Violinist Hana Burgess finds that playing music improves her ability to move more fluidly between different modes of thinking in the lab. “It can be hard to shift between the details and the big picture, but both are needed to produce good data—and good music,” says Burgess, who is a Ph.D student in Charles Rice’s lab, where she studies genome variation in the replication cycle of the hepatitis B virus, and in Chris Mason’s lab at Weill Cornell.

“I think that music is ultimately an expression of a kind of energy that everyone needs to let loose,” says Glotzer. “For some of us, that energy comes out through writing or singing or running. But for me, it’s through music. It can be a really great source of inspiration and community bonding. And sometimes it’s just relaxing—almost meditative.”

Of course, they also play for the benefit of their audience. Several of the musicians regularly offer the soothing power of song through Weill Cornell’s Music on Call program, where they volunteer to play at the bedside of patients at NewYork-Presbyterian/Weill Cornell Medical Center.

“We go from room to room in different departments—the ICU, cardiology, pediatrics, geriatrics, palliative care—wherever we’re requested to be,” Burgess says. “A lot of the work I do at Rockefeller is basic science oriented, but I hope that eventually there will be some kind of clinical impact, so I really appreciate getting to directly interact with patients.”

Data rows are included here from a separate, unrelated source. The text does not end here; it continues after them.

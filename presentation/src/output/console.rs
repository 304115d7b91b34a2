//! Console output formatter for query outcomes

use colored::Colorize;
use serde_json::json;
use stepwise_domain::util::truncate_str;
use stepwise_domain::{AbandonedStep, QueryOutcome, ToolBinding};

/// Formats query outcomes for console display
pub struct ConsoleFormatter;

impl ConsoleFormatter {
    /// Answer, accepted steps and abandoned steps
    pub fn format(query: &str, outcome: &QueryOutcome) -> String {
        let mut output = String::new();

        output.push_str(&Self::header("Stepwise Result"));
        output.push('\n');
        output.push_str(&format!("{} {}\n", "Query:".cyan().bold(), query));

        output.push_str(&Self::section_header("Accepted Steps"));
        if outcome.accepted.is_empty() {
            output.push_str(&format!("{}\n", "  (none)".dimmed()));
        }
        for accepted in &outcome.accepted {
            output.push_str(&format!(
                "  {} {}. {} {}\n",
                "v".green(),
                accepted.ordinal,
                accepted.step.name.bold(),
                accepted.step.arguments_json().dimmed()
            ));
            output.push_str(&format!(
                "{}\n",
                Self::indent(truncate_str(&accepted.output, 300), "       ")
            ));
        }

        if !outcome.abandoned.is_empty() {
            output.push_str(&Self::section_header("Abandoned Steps"));
            for abandoned in &outcome.abandoned {
                output.push_str(&Self::abandoned_line(abandoned));
            }
        }

        output.push_str(&Self::section_header("Answer"));
        output.push_str(&outcome.answer);
        output.push('\n');
        output.push_str(&Self::footer());

        output
    }

    /// The answer, followed by a warning per abandoned step
    pub fn format_answer_only(outcome: &QueryOutcome) -> String {
        let mut output = String::new();
        output.push_str(&outcome.answer);
        output.push('\n');

        if !outcome.abandoned.is_empty() {
            output.push_str(&format!(
                "\n{}\n",
                format!(
                    "Warning: {} step(s) were abandoned; the answer may be incomplete",
                    outcome.abandoned.len()
                )
                .yellow()
                .bold()
            ));
            for abandoned in &outcome.abandoned {
                output.push_str(&Self::abandoned_line(abandoned));
            }
        }

        output
    }

    /// Format as JSON
    pub fn format_json(query: &str, outcome: &QueryOutcome) -> String {
        let value = json!({
            "query": query,
            "answer": outcome.answer,
            "accepted": outcome.accepted.iter().map(|a| json!({
                "ordinal": a.ordinal,
                "tool": a.step.name,
                "arguments": a.step.arguments,
                "output": a.output,
            })).collect::<Vec<_>>(),
            "abandoned": outcome.abandoned.iter().map(|a| json!({
                "ordinal": a.ordinal,
                "tool": a.step.name,
                "arguments": a.step.arguments,
                "attempts": a.attempts,
                "reason": a.reason.kind(),
                "detail": a.reason.to_string(),
            })).collect::<Vec<_>>(),
        });
        serde_json::to_string_pretty(&value).unwrap_or_else(|_| "{}".to_string())
    }

    /// One line per tool binding, as printed at startup
    pub fn format_registration(bindings: &[ToolBinding]) -> String {
        let mut output = String::new();
        for binding in bindings {
            output.push_str(&format!(
                "{} {} {} {}\n",
                "Registered tool".dimmed(),
                binding.name.bold(),
                "from".dimmed(),
                binding.provider_id.cyan()
            ));
        }
        output
    }

    fn abandoned_line(abandoned: &AbandonedStep) -> String {
        format!(
            "  {} {}. {} after {} attempt(s): {}\n",
            "x".red(),
            abandoned.ordinal,
            abandoned.step.name.bold(),
            abandoned.attempts,
            abandoned.reason
        )
    }

    fn header(title: &str) -> String {
        let line = "=".repeat(60);
        format!("{}\n{:^60}\n{}", line.cyan(), title.bold(), line.cyan())
    }

    fn section_header(title: &str) -> String {
        format!("\n{}\n{}\n", title.cyan().bold(), "-".repeat(40))
    }

    fn footer() -> String {
        format!("\n{}\n", "=".repeat(60).cyan())
    }

    /// Indent a multi-line string
    pub fn indent(text: &str, prefix: &str) -> String {
        text.lines()
            .map(|line| format!("{}{}", prefix, line))
            .collect::<Vec<_>>()
            .join("\n")
    }
}
//! Command-line interface definitions

pub mod commands;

“Once I was playing for a woman in hospice care, and her son and his girlfriend had an impromptu wedding right there in the room,” Glotzer says. “It was very sweet. I felt really privileged to be a part of that.”

The spring concert of Music & Medicine will be held on May 2 at St. Bart’s and will feature Jean Sibelius’s Finlandia and Ludwig van Beethoven’s Symphony No. 9, accompanied by a full chorus. (Several of the singers are from Rockefeller.) The next Chamber Music Concert will follow soon after in Caspary, on May 12; among the compositions will be parts of Franz Schubert’s Cello Quintet in C major and Brahms’ Piano Quartet No. 1 in G minor.